START Given data
//! Source decoding and export encoding.
//!
//! The renderer works on RGB [`RasterImage`] buffers. This module produces
//! them from encoded source bytes and turns an exported crop back into a
//! JPEG or PNG file, using the `image` crate's codecs.

use crate::raster::RasterImage;
use image::codecs::jpeg::JpegEncoder;
use image::codecs::png::PngEncoder;
use image::{ExtendedColorType, ImageEncoder, ImageError, ImageReader};
use std::io::Cursor;
use thiserror::Error;

/// Errors from decoding or encoding image files.
#[derive(Debug, Error)]
pub enum CodecError {
    /// The bytes are not in a recognized format.
    #[error("Invalid or unsupported image format")]
    InvalidFormat,

    /// The file is recognized but corrupted or incomplete.
    #[error("Corrupted or incomplete image file: {0}")]
    CorruptedFile(String),

    /// Pixel data length doesn't match the dimensions.
    #[error("Invalid pixel data: expected {expected} bytes (width * height * 3), got {actual}")]
    InvalidPixelData { expected: usize, actual: usize },

    /// Width or height is zero.
    #[error("Invalid dimensions: width ({width}) and height ({height}) must be non-zero")]
    InvalidDimensions { width: u32, height: u32 },

    /// The encoder failed.
    #[error("Encoding failed: {0}")]
    EncodingFailed(String),
}

/// Decode JPEG or PNG bytes into an RGB raster.
///
/// The format is sniffed from the content.
pub fn decode_image(bytes: &[u8]) -> Result<RasterImage, CodecError> {
    let reader = ImageReader::new(Cursor::new(bytes))
        .with_guessed_format()
        .map_err(|e| CodecError::CorruptedFile(e.to_string()))?;

    let img = reader.decode().map_err(|e| match e {
        ImageError::Unsupported(_) => CodecError::InvalidFormat,
        other => CodecError::CorruptedFile(other.to_string()),
    })?;

    Ok(RasterImage::from_rgb_image(img.into_rgb8()))
}

fn check_raster(image: &RasterImage) -> Result<(), CodecError> {
    if image.width == 0 || image.height == 0 {
        return Err(CodecError::InvalidDimensions {
            width: image.width,
            height: image.height,
        });
    }
    let expected = image.width as usize * image.height as usize * 3;
    if image.pixels.len() != expected {
        return Err(CodecError::InvalidPixelData {
            expected,
            actual: image.pixels.len(),
        });
    }
    Ok(())
}

/// Encode a raster as JPEG.
///
/// `quality` is clamped to 1-100.
pub fn encode_jpeg(image: &RasterImage, quality: u8) -> Result<Vec<u8>, CodecError> {
    check_raster(image)?;

    let mut buffer = Cursor::new(Vec::new());
    JpegEncoder::new_with_quality(&mut buffer, quality.clamp(1, 100))
        .write_image(
            &image.pixels,
            image.width,
            image.height,
            ExtendedColorType::Rgb8,
        )
        .map_err(|e| CodecError::EncodingFailed(e.to_string()))?;

    Ok(buffer.into_inner())
}

/// Encode a raster as lossless PNG.
pub fn encode_png(image: &RasterImage) -> Result<Vec<u8>, CodecError> {
    check_raster(image)?;

    let mut buffer = Cursor::new(Vec::new());
    PngEncoder::new(&mut buffer)
        .write_image(
            &image.pixels,
            image.width,
            image.height,
            ExtendedColorType::Rgb8,
        )
        .map_err(|e| CodecError::EncodingFailed(e.to_string()))?;

    Ok(buffer.into_inner())
}

#[cfg(test)]
mod tests {
    use super::*;

    fn gradient(width: u32, height: u32) -> RasterImage {
        let mut pixels = Vec::with_capacity((width * height * 3) as usize);
        for y in 0..height {
            for x in 0..width {
                pixels.extend_from_slice(&[(x * 7 % 256) as u8, (y * 5 % 256) as u8, 128]);
            }
        }
        RasterImage::new(width, height, pixels).unwrap()
    }

    #[test]
    fn test_png_is_lossless() {
        let img = gradient(17, 9);
        let png = encode_png(&img).unwrap();
        assert_eq!(&png[1..4], b"PNG");
        assert_eq!(decode_image(&png).unwrap(), img);
    }

    #[test]
    fn test_jpeg_markers_and_dimensions() {
        let img = gradient(40, 30);
        let jpeg = encode_jpeg(&img, 90).unwrap();
        assert_eq!(&jpeg[0..2], &[0xFF, 0xD8]);
        assert_eq!(&jpeg[jpeg.len() - 2..], &[0xFF, 0xD9]);

        let decoded = decode_image(&jpeg).unwrap();
        assert_eq!((decoded.width, decoded.height), (40, 30));
    }

    #[test]
    fn test_decode_garbage_is_invalid_format() {
        assert!(matches!(
            decode_image(&[0x00, 0x01, 0x02, 0x03]),
            Err(CodecError::InvalidFormat)
        ));
        assert!(decode_image(&[]).is_err());
    }

    #[test]
    fn test_decode_truncated_file() {
        let png = encode_png(&gradient(8, 8)).unwrap();
        assert!(matches!(
            decode_image(&png[..png.len() / 2]),
            Err(CodecError::CorruptedFile(_))
        ));
    }

    #[test]
    fn test_encode_rejects_empty_raster() {
        assert!(matches!(
            encode_jpeg(&RasterImage::empty(), 90),
            Err(CodecError::InvalidDimensions { .. })
        ));
        assert!(matches!(
            encode_png(&RasterImage::empty()),
            Err(CodecError::InvalidDimensions { .. })
        ));
    }

    #[test]
    fn test_encode_rejects_short_buffer() {
        let bad = RasterImage {
            width: 2,
            height: 2,
            pixels: vec![0; 5],
        };
        assert!(matches!(
            encode_jpeg(&bad, 90),
            Err(CodecError::InvalidPixelData {
                expected: 12,
                actual: 5
            })
        ));
    }
}

// ============================================================================
// Property-Based Tests
// ============================================================================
END Given data
Instructions for the task:
Retype the entries word for word.

Exercise result:
//! Source decoding and export encoding.
//!
//! The renderer works on RGB [`RasterImage`] buffers. This module produces
//! them from encoded source bytes and turns an exported crop back into a
//! JPEG or PNG file, using the `image` crate's codecs.

use crate::raster::RasterImage;
use image::codecs::jpeg::JpegEncoder;
use image::codecs::png::PngEncoder;
use image::{ExtendedColorType, ImageEncoder, ImageError, ImageReader};
use std::io::Cursor;
use thiserror::Error;

/// Errors from decoding or encoding image files.
#[derive(Debug, Error)]
pub enum CodecError {
    /// The bytes are not in a recognized format.
    #[error("Invalid or unsupported image format")]
    InvalidFormat,

    /// The file is recognized but corrupted or incomplete.
    #[error("Corrupted or incomplete image file: {0}")]
    CorruptedFile(String),

    /// Pixel data length doesn't match the dimensions.
    #[error("Invalid pixel data: expected {expected} bytes (width * height * 3), got {actual}")]
    InvalidPixelData { expected: usize, actual: usize },

    /// Width or height is zero.
    #[error("Invalid dimensions: width ({width}) and height ({height}) must be non-zero")]
    InvalidDimensions { width: u32, height: u32 },

    /// The encoder failed.
    #[error("Encoding failed: {0}")]
    EncodingFailed(String),
}

/// Decode JPEG or PNG bytes into an RGB raster.
///
/// The format is sniffed from the content.
pub fn decode_image(bytes: &[u8]) -> Result<RasterImage, CodecError> {
    let reader = ImageReader::new(Cursor::new(bytes))
        .with_guessed_format()
        .map_err(|e| CodecError::CorruptedFile(e.to_string()))?;

    let img = reader.decode().map_err(|e| match e {
        ImageError::Unsupported(_) => CodecError::InvalidFormat,
        other => CodecError::CorruptedFile(other.to_string()),
    })?;

    Ok(RasterImage::from_rgb_image(img.into_rgb8()))
}

fn check_raster(image: &RasterImage) -> Result<(), CodecError> {
    if image.width == 0 || image.height == 0 {
        return Err(CodecError::InvalidDimensions {
            width: image.width,
            height: image.height,
        });
    }
    let expected = image.width as usize * image.height as usize * 3;
    if image.pixels.len() != expected {
        return Err(CodecError::InvalidPixelData {
            expected,
            actual: image.pixels.len(),
        });
    }
    Ok(())
}

/// Encode a raster as JPEG.
///
/// `quality` is clamped to 1-100.
pub fn encode_jpeg(image: &RasterImage, quality: u8) -> Result<Vec<u8>, CodecError> {
    check_raster(image)?;

    let mut buffer = Cursor::new(Vec::new());
    JpegEncoder::new_with_quality(&mut buffer, quality.clamp(1, 100))
        .write_image(
            &image.pixels,
            image.width,
            image.height,
            ExtendedColorType::Rgb8,
        )
        .map_err(|e| CodecError::EncodingFailed(e.to_string()))?;

    Ok(buffer.into_inner())
}

/// Encode a raster as lossless PNG.
pub fn encode_png(image: &RasterImage) -> Result<Vec<u8>, CodecError> {
    check_raster(image)?;

    let mut buffer = Cursor::new(Vec::new());
    PngEncoder::new(&mut buffer)
        .write_image(
            &image.pixels,
            image.width,
            image.height,
            ExtendedColorType::Rgb8,
        )
        .map_err(|e| CodecError::EncodingFailed(e.to_string()))?;

    Ok(buffer.into_inner())
}

#[cfg(test)]
mod tests {
    use super::*;

    fn gradient(width: u32, height: u32) -> RasterImage {
        let mut pixels = Vec::with_capacity((width * height * 3) as usize);
        for y in 0..height {
            for x in 0..width {
                pixels.extend_from_slice(&[(x * 7 % 256) as u8, (y * 5 % 256) as u8, 128]);
            }
        }
        RasterImage::new(width, height, pixels).unwrap()
    }

    #[test]
    fn test_png_is_lossless() {
        let img = gradient(17, 9);
        let png = encode_png(&img).unwrap();
        assert_eq!(&png[1..4], b"PNG");
        assert_eq!(decode_image(&png).unwrap(), img);
    }

    #[test]
    fn test_jpeg_markers_and_dimensions() {
        let img = gradient(40, 30);
        let jpeg = encode_jpeg(&img, 90).unwrap();
        assert_eq!(&jpeg[0..2], &[0xFF, 0xD8]);
        assert_eq!(&jpeg[jpeg.len() - 2..], &[0xFF, 0xD9]);

        let decoded = decode_image(&jpeg).unwrap();
        assert_eq!((decoded.width, decoded.height), (40, 30));
    }

    #[test]
    fn test_decode_garbage_is_invalid_format() {
        assert!(matches!(
            decode_image(&[0x00, 0x01, 0x02, 0x03]),
            Err(CodecError::InvalidFormat)
        ));
        assert!(decode_image(&[]).is_err());
    }

    #[test]
    fn test_decode_truncated_file() {
        let png = encode_png(&gradient(8, 8)).unwrap();
        assert!(matches!(
            decode_image(&png[..png.len() / 2]),
            Err(CodecError::CorruptedFile(_))
        ));
    }

    #[test]
    fn test_encode_rejects_empty_raster() {
        assert!(matches!(
            encode_jpeg(&RasterImage::empty(), 90),
            Err(CodecError::InvalidDimensions { .. })
        ));
        assert!(matches!(
            encode_png(&RasterImage::empty()),
            Err(CodecError::InvalidDimensions { .. })
        ));
    }

    #[test]
    fn test_encode_rejects_short_buffer() {
        let bad = RasterImage {
            width: 2,
            height: 2,
            pixels: vec![0; 5],
        };
        assert!(matches!(
            encode_jpeg(&bad, 90),
            Err(CodecError::InvalidPixelData {
                expected: 12,
                actual: 5
            })
        ));
    }
}

// ============================================================================
// Property-Based Tests
// ============================================================================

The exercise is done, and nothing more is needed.